- [EXERCISE DIRECTIONS]: Among the records below, which lines contain the string "Duration"? Report them.

--- MATERIAL PROVIDED Enclosed Below ---

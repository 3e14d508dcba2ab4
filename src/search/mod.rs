//  MOD.rs
//    by Lut99
//
//  Created:
//    17 Feb 2025, 09:02:16
//  Last edited:
//    21 Feb 2025, 10:48:30
//  Auto updated?
//    Yes
//
//  Description:
//!   Implements forward state-space search over STRIPS actions.
//!
//!   Two drivers are provided:
//!   - [`bfs`], an uninformed breadth-first search that returns plans with
//!     the fewest actions; and
//!   - [`astar`], which returns the cheapest plan w.r.t. the actions'
//!     [costs](crate::action::Action::get_cost()) if given a consistent
//!     [`Heuristic`].
//!
//!   Both produce a [`SearchResult`], which carries the [`Plan`] (if any)
//!   and the number of states that were expanded to find it. Neither
//!   treats an unreachable goal as an error.
//!
//!   The [`audit`]-module can check plans and heuristics after the fact.
//

// Modules
pub mod astar;
pub mod audit;
pub mod bfs;

// Imports
use std::fmt::{Display, Formatter, Result as FResult};
use std::sync::Arc;
use std::time::{Duration, Instant};

pub use bfs::FrontierPolicy;

use crate::action::{ActionSet, Cost};
use crate::state::{Goal, State};


/***** INTERFACES *****/
/// Estimates the remaining cost from a state to the goal.
///
/// For [A*](astar) to return optimal plans, the estimate must be _admissible_: it may never exceed
/// the cost of the cheapest plan from the given state to the goal. Because A* never expands a state
/// twice, it must also be _consistent_: for every action taking `s` to `s'`, the estimate for `s`
/// may not exceed the action's cost plus the estimate for `s'`. Being [`Cost`]s, estimates cannot
/// be negative.
///
/// Any `Fn(&State) -> Cost` is a heuristic.
pub trait Heuristic {
    /// Estimates the cost of reaching the goal from the given state.
    ///
    /// # Arguments
    /// - `state`: The [`State`] to estimate from.
    ///
    /// # Returns
    /// A lower bound on the remaining cost.
    fn estimate(&self, state: &State) -> Cost;
}
impl<F> Heuristic for F
where
    F: Fn(&State) -> Cost,
{
    #[inline]
    fn estimate(&self, state: &State) -> Cost { (self)(state) }
}

/// The heuristic that knows nothing; always estimates zero.
///
/// With it, [A*](astar) degrades to uniform-cost search.
#[derive(Clone, Copy, Debug, Default)]
pub struct Blind;
impl Heuristic for Blind {
    #[inline]
    fn estimate(&self, _state: &State) -> Cost { 0 }
}





/***** AUXILLARY *****/
/// Limits on how long a search may run before it gives up.
///
/// By default, there are none, and searches run until they find a plan or run out of states.
#[derive(Clone, Copy, Debug, Default, Eq, PartialEq)]
pub struct Limits {
    /// The maximum number of states to expand.
    pub max_explored: Option<usize>,
    /// The maximum amount of wall-clock time to spend.
    pub time_budget:  Option<Duration>,
}
impl Limits {
    /// Constructor for the Limits that doesn't limit anything.
    ///
    /// # Returns
    /// A new Limits without any limits.
    #[inline]
    pub const fn none() -> Self { Self { max_explored: None, time_budget: None } }

    /// Limits the number of states expanded.
    ///
    /// # Arguments
    /// - `max`: The maximum number of states that may be expanded.
    ///
    /// # Returns
    /// Self for chaining.
    #[inline]
    pub fn max_explored(mut self, max: usize) -> Self {
        self.max_explored = Some(max);
        self
    }

    /// Limits the wall-clock time spent.
    ///
    /// # Arguments
    /// - `budget`: The time after which the search is abandoned.
    ///
    /// # Returns
    /// Self for chaining.
    #[inline]
    pub fn time_budget(mut self, budget: Duration) -> Self {
        self.time_budget = Some(budget);
        self
    }
}

/// Keeps track of [`Limits`] during a single run.
#[derive(Clone, Copy, Debug)]
pub(crate) struct Budget {
    /// The limits to enforce.
    limits:  Limits,
    /// When the run started.
    started: Instant,
}
impl Budget {
    /// Starts the clock on the given limits.
    #[inline]
    pub(crate) fn start(limits: &Limits) -> Self { Self { limits: *limits, started: Instant::now() } }

    /// Checks whether the search may expand another state.
    ///
    /// # Arguments
    /// - `explored`: The number of states expanded so far.
    ///
    /// # Returns
    /// The [`Cutoff`] that fired, or [`None`] if we may continue.
    #[inline]
    pub(crate) fn check(&self, explored: usize) -> Option<Cutoff> {
        if let Some(max) = self.limits.max_explored {
            if explored >= max {
                return Some(Cutoff::MaxExplored(max));
            }
        }
        if let Some(budget) = self.limits.time_budget {
            if self.started.elapsed() >= budget {
                return Some(Cutoff::TimeBudget(budget));
            }
        }
        None
    }
}



/// Remembers how every state on the frontier was reached.
///
/// Instead of copying a growing list of action names into every frontier entry, entries point to
/// the last step of their plan in this arena, and every step points to its predecessor. Unwinding a
/// step yields the same plan as carrying the list around would.
#[derive(Clone, Debug, Default)]
pub(crate) struct Trail {
    /// The steps, as (predecessor, index of the action taken).
    steps: Vec<(Option<usize>, usize)>,
}
impl Trail {
    /// Constructor for the Trail that initializes it empty.
    #[inline]
    pub(crate) fn new() -> Self { Self { steps: Vec::new() } }

    /// Records that an action was taken after the given step.
    ///
    /// # Arguments
    /// - `parent`: The step this one extends, or [`None`] if it's the first action of the plan.
    /// - `action`: The index of the taken action in the [`ActionSet`].
    ///
    /// # Returns
    /// An identifier for the new step.
    #[inline]
    pub(crate) fn push(&mut self, parent: Option<usize>, action: usize) -> usize {
        self.steps.push((parent, action));
        self.steps.len() - 1
    }

    /// Reconstructs the plan that ends in the given step.
    ///
    /// # Arguments
    /// - `actions`: The [`ActionSet`] the action indices refer to.
    /// - `last`: The last step of the plan, or [`None`] for the empty plan.
    ///
    /// # Returns
    /// The names of the actions in the plan, in execution order.
    pub(crate) fn unwind(&self, actions: &ActionSet, mut last: Option<usize>) -> Vec<Arc<str>> {
        let mut names: Vec<Arc<str>> = Vec::new();
        while let Some(step) = last {
            let (parent, action) = self.steps[step];
            // NOTE: Indices come from enumerating the same set, so they're always in range
            if let Some(action) = actions.get_index(action) {
                names.push(action.name().clone());
            }
            last = parent;
        }
        names.reverse();
        names
    }

    /// Returns the number of steps recorded.
    #[inline]
    pub(crate) fn len(&self) -> usize { self.steps.len() }
}





/***** LIBRARY *****/
/// An ordered sequence of actions that transforms the initial state into a goal state.
#[derive(Clone, Debug, Eq, Hash, PartialEq)]
pub struct Plan {
    /// The names of the actions to execute, in order.
    steps: Vec<Arc<str>>,
    /// The total cost of the plan.
    ///
    /// For plans found by [`bfs`], this is the number of steps.
    cost:  Cost,
}
impl Plan {
    /// Constructor for the Plan.
    ///
    /// # Arguments
    /// - `steps`: The names of the actions, in execution order.
    /// - `cost`: The total cost of executing all of them.
    ///
    /// # Returns
    /// A new Plan.
    #[inline]
    pub fn new(steps: Vec<Arc<str>>, cost: Cost) -> Self { Self { steps, cost } }

    /// Returns the names of the actions in this plan.
    #[inline]
    pub fn steps(&self) -> &[Arc<str>] { &self.steps }

    /// Returns the total cost of this plan.
    #[inline]
    pub fn cost(&self) -> Cost { self.cost }

    /// Returns an iterator over the names of the actions in this plan.
    #[inline]
    pub fn iter(&self) -> impl '_ + Iterator<Item = &'_ str> { self.steps.iter().map(|s| &**s) }

    /// Returns the number of actions in this plan.
    #[inline]
    pub fn len(&self) -> usize { self.steps.len() }

    /// Returns whether this plan does nothing (i.e., the initial state already satisfied the goal).
    #[inline]
    pub fn is_empty(&self) -> bool { self.steps.is_empty() }

    /// Consumes this plan into its list of action names.
    #[inline]
    pub fn into_steps(self) -> Vec<Arc<str>> { self.steps }
}
impl Display for Plan {
    fn fmt(&self, f: &mut Formatter<'_>) -> FResult {
        for (i, step) in self.steps.iter().enumerate() {
            writeln!(f, "{}. {}", i + 1, step)?;
        }
        Ok(())
    }
}



/// Why a search stopped before running out of states.
#[derive(Clone, Copy, Debug, Eq, PartialEq)]
pub enum Cutoff {
    /// It expanded the maximum number of states.
    MaxExplored(usize),
    /// It ran out of time.
    TimeBudget(Duration),
}
impl Display for Cutoff {
    #[inline]
    fn fmt(&self, f: &mut Formatter<'_>) -> FResult {
        match self {
            Self::MaxExplored(max) => write!(f, "expanded the maximum of {max} state(s)"),
            Self::TimeBudget(budget) => write!(f, "exceeded the time budget of {budget:?}"),
        }
    }
}

/// Why a search stopped.
#[derive(Clone, Copy, Debug, Eq, PartialEq)]
pub enum Termination {
    /// A goal state was found.
    Found,
    /// All reachable states were expanded without finding a goal state.
    Exhausted,
    /// One of the [`Limits`] fired.
    Cutoff(Cutoff),
}
impl Display for Termination {
    #[inline]
    fn fmt(&self, f: &mut Formatter<'_>) -> FResult {
        match self {
            Self::Found => write!(f, "found a plan"),
            Self::Exhausted => write!(f, "exhausted the reachable state space"),
            Self::Cutoff(cutoff) => write!(f, "stopped early: {cutoff}"),
        }
    }
}

/// The outcome of a search.
#[derive(Clone, Debug, Eq, PartialEq)]
pub struct SearchResult {
    /// The plan found, if any.
    pub plan: Option<Plan>,
    /// The number of unique states that were expanded.
    pub explored: usize,
    /// The number of frontier insertions (including the initial state).
    pub generated: usize,
    /// Why the search stopped.
    pub termination: Termination,
}
impl SearchResult {
    /// Returns whether a plan was found.
    #[inline]
    pub fn is_found(&self) -> bool { self.plan.is_some() }

    /// Consumes this result into the plain (plan, explored) pair.
    #[inline]
    pub fn into_pair(self) -> (Option<Plan>, usize) { (self.plan, self.explored) }
}



/// Which driver to run.
#[derive(Clone, Copy, Debug, Default, Eq, PartialEq)]
pub enum Strategy {
    /// Breadth-first search, ignoring action costs and any heuristic.
    Bfs(FrontierPolicy),
    /// A* search with the heuristic given to [`Planner::run_with()`].
    #[default]
    AStar,
}
impl Display for Strategy {
    #[inline]
    fn fmt(&self, f: &mut Formatter<'_>) -> FResult {
        match self {
            Self::Bfs(FrontierPolicy::ExploredOnly) => write!(f, "BFS"),
            Self::Bfs(FrontierPolicy::FrontierAndExplored) => write!(f, "BFS (frontier deduplication)"),
            Self::AStar => write!(f, "A*"),
        }
    }
}

/// Bundles an [`ActionSet`] with a [`Strategy`] and [`Limits`], such that the driver can be
/// chosen at runtime.
#[derive(Clone, Copy, Debug)]
pub struct Planner<'a> {
    /// The actions to plan with.
    actions:  &'a ActionSet,
    /// The driver to use.
    strategy: Strategy,
    /// The limits to impose on every run.
    limits:   Limits,
}
impl<'a> Planner<'a> {
    /// Constructor for the Planner.
    ///
    /// # Arguments
    /// - `actions`: The [`ActionSet`] to plan with.
    ///
    /// # Returns
    /// A new Planner that uses [A*](Strategy::AStar) without limits.
    #[inline]
    pub fn new(actions: &'a ActionSet) -> Self { Self { actions, strategy: Strategy::default(), limits: Limits::none() } }

    /// Sets the driver to use.
    #[inline]
    pub fn strategy(mut self, strategy: Strategy) -> Self {
        self.strategy = strategy;
        self
    }

    /// Sets the limits for every run.
    #[inline]
    pub fn limits(mut self, limits: Limits) -> Self {
        self.limits = limits;
        self
    }

    /// Searches for a plan without a heuristic.
    ///
    /// # Arguments
    /// - `initial`: The [`State`] to start in.
    /// - `goal`: The [`Goal`] to reach.
    ///
    /// # Returns
    /// A [`SearchResult`] describing the outcome.
    #[inline]
    pub fn run(&self, initial: &State, goal: &Goal) -> SearchResult { self.run_with(initial, goal, &Blind) }

    /// Searches for a plan.
    ///
    /// # Arguments
    /// - `initial`: The [`State`] to start in.
    /// - `goal`: The [`Goal`] to reach.
    /// - `heuristic`: The [`Heuristic`] to guide A* with. Ignored by BFS.
    ///
    /// # Returns
    /// A [`SearchResult`] describing the outcome.
    pub fn run_with<H: ?Sized + Heuristic>(&self, initial: &State, goal: &Goal, heuristic: &H) -> SearchResult {
        match self.strategy {
            Strategy::Bfs(policy) => bfs::search_with(self.actions, initial, goal, policy, &self.limits),
            Strategy::AStar => astar::search_with(self.actions, initial, goal, heuristic, &self.limits),
        }
    }
}





/***** TESTS *****/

--- End of Enclosed MATERIAL PROVIDED ---

- [TASK SOLUTION]:
use std::time::{Duration, Instant};
    pub time_budget:  Option<Duration>,
    pub fn time_budget(mut self, budget: Duration) -> Self {
    TimeBudget(Duration),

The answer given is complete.